(Saved entries)
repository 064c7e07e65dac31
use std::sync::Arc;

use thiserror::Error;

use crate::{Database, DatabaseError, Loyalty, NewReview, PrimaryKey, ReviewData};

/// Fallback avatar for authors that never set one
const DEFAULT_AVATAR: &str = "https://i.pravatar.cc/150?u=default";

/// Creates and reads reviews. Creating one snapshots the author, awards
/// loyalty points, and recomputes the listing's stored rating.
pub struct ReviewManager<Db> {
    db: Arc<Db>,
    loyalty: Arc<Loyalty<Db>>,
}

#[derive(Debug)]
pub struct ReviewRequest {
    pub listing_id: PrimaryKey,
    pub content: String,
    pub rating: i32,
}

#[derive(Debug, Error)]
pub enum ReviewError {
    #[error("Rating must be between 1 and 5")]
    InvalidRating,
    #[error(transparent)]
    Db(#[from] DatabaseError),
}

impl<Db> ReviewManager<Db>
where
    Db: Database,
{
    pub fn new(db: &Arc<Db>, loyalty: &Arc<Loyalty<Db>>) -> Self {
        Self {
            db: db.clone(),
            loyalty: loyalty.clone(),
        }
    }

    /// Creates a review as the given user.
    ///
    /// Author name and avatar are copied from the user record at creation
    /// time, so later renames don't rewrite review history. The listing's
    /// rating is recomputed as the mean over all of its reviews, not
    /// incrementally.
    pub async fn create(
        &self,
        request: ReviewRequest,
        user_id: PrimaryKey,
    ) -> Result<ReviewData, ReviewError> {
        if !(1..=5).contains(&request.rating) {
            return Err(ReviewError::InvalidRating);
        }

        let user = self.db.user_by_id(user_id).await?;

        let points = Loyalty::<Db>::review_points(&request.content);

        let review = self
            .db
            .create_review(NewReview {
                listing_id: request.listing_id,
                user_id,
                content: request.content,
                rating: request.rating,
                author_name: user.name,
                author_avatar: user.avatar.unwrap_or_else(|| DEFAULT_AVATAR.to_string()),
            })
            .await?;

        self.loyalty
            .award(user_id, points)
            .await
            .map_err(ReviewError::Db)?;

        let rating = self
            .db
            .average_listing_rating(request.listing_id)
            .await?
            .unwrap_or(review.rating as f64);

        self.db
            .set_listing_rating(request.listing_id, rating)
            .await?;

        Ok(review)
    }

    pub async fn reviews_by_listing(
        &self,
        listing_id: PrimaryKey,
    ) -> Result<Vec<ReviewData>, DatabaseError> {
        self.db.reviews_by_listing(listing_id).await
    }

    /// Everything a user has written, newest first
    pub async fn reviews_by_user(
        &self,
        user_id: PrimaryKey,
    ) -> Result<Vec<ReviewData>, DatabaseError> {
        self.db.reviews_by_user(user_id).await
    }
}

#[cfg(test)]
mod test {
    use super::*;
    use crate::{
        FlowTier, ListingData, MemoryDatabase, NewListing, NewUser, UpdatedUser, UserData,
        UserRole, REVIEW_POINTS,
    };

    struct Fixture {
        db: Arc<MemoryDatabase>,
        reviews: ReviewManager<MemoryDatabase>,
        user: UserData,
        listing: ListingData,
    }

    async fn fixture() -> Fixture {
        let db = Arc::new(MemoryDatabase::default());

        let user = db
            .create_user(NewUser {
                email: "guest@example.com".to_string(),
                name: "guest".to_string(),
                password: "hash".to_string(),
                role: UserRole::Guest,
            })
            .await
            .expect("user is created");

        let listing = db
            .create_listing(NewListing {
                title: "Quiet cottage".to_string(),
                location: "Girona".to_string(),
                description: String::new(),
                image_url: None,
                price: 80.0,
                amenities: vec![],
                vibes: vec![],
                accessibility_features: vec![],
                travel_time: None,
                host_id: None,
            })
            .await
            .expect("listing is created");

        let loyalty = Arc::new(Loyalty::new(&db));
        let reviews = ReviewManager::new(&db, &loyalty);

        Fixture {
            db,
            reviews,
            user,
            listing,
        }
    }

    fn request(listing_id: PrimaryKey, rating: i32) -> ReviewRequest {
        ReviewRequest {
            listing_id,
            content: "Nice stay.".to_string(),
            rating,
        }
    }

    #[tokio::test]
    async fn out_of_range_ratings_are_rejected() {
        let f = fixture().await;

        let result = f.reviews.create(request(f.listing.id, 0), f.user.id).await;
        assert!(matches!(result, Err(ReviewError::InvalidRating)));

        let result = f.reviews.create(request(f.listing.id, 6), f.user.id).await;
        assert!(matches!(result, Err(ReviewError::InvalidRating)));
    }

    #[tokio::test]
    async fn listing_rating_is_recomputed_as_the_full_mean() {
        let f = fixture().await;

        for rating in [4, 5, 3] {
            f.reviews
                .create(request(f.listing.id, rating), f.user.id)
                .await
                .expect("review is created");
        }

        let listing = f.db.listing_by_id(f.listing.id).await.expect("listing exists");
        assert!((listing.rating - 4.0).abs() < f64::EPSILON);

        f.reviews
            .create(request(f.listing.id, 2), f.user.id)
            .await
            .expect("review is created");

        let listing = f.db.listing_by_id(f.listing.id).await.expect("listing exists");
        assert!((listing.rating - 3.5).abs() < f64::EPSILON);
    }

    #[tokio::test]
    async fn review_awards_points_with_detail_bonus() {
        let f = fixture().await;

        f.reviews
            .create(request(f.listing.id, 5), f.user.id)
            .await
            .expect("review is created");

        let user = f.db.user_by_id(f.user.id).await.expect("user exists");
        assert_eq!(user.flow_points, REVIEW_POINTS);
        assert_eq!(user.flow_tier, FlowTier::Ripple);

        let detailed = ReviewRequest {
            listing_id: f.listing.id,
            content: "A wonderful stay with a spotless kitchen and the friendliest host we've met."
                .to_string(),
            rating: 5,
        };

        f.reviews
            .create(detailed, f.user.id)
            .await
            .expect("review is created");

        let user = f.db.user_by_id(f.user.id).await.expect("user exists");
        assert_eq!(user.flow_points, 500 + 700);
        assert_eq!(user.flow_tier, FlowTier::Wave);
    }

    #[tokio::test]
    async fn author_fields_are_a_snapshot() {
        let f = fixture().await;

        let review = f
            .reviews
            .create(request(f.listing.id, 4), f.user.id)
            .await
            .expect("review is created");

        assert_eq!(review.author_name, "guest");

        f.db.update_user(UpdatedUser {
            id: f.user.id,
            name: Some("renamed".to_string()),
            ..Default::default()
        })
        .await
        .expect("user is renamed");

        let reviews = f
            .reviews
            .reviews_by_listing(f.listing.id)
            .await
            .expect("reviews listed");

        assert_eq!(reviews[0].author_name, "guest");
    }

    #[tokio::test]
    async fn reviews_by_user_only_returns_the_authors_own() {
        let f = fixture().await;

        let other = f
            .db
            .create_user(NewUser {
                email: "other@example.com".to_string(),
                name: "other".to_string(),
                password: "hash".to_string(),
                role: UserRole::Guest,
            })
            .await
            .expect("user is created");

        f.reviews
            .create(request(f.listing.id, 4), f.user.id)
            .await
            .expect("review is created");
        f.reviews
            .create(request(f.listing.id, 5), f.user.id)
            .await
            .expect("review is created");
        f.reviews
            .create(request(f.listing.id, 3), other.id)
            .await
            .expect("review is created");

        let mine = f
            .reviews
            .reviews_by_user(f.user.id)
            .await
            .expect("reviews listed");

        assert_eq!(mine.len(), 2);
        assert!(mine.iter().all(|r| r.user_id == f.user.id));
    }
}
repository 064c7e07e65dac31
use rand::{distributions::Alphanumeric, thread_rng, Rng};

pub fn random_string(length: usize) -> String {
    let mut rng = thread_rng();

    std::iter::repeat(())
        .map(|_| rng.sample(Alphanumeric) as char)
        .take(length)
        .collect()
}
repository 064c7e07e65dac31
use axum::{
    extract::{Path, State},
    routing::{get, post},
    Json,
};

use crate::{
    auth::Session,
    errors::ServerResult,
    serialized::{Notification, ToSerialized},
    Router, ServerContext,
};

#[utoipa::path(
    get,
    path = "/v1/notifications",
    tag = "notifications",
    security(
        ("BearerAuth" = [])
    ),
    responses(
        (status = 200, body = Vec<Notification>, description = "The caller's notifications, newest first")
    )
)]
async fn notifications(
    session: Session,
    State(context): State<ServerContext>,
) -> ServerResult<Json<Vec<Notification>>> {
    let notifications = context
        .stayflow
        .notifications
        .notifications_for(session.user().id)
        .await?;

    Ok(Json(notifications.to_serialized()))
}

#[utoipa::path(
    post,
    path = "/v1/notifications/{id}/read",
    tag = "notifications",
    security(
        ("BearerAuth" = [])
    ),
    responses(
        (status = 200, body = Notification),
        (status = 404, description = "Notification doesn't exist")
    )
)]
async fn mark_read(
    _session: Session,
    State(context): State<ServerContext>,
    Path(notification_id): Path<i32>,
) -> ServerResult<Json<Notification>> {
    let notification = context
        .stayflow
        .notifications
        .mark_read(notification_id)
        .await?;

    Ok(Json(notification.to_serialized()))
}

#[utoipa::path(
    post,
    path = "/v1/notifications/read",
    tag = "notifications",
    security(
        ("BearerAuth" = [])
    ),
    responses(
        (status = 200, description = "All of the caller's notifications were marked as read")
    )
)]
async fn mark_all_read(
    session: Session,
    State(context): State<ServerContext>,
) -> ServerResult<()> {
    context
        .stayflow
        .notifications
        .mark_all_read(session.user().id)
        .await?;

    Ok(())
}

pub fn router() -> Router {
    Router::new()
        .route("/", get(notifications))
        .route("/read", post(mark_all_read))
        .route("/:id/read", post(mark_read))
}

TASK GOAL: Whenever the word "ReviewError" appears in a line above, copy that line.

TASK OUTPUT:
pub enum ReviewError {
    ) -> Result<ReviewData, ReviewError> {
            return Err(ReviewError::InvalidRating);
            .map_err(ReviewError::Db)?;
        assert!(matches!(result, Err(ReviewError::InvalidRating)));
        assert!(matches!(result, Err(ReviewError::InvalidRating)));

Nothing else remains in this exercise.